§ Work instruction: Could you print every record exactly as it stands?

§ Stored data entries:
"""
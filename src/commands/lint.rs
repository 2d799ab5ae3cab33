// src/commands/lint.rs

//! Lint command - parse and validate a recipe

use anyhow::{Context, Result};
use cookbook::recipe::{parse_recipe_file, validate_recipe};
use std::path::Path;

/// Validate a recipe and print its warnings
pub fn cmd_lint(recipe_path: &str) -> Result<()> {
    let recipe_path = Path::new(recipe_path);
    let recipe = parse_recipe_file(recipe_path)
        .with_context(|| format!("Failed to parse recipe: {}", recipe_path.display()))?;

    let warnings = validate_recipe(&recipe).with_context(|| "Recipe validation failed")?;

    for warning in &warnings {
        println!("Warning: {}", warning);
    }

    if warnings.is_empty() {
        println!("[OK] {}: no issues found", recipe.artifact_stem());
    } else {
        println!("[OK] {}: {} warning(s)", recipe.artifact_stem(), warnings.len());
    }

    Ok(())
}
"""
§ Output of the task:
filename src/commands/lint.rs
repository 2d799ab5ae3cab33
// src/commands/lint.rs

//! Lint command - parse and validate a recipe

use anyhow::{Context, Result};
use cookbook::recipe::{parse_recipe_file, validate_recipe};
use std::path::Path;

/// Validate a recipe and print its warnings
pub fn cmd_lint(recipe_path: &str) -> Result<()> {
    let recipe_path = Path::new(recipe_path);
    let recipe = parse_recipe_file(recipe_path)
        .with_context(|| format!("Failed to parse recipe: {}", recipe_path.display()))?;

    let warnings = validate_recipe(&recipe).with_context(|| "Recipe validation failed")?;

    for warning in &warnings {
        println!("Warning: {}", warning);
    }

    if warnings.is_empty() {
        println!("[OK] {}: no issues found", recipe.artifact_stem());
    } else {
        println!("[OK] {}: {} warning(s)", recipe.artifact_stem(), warnings.len());
    }

    Ok(())
}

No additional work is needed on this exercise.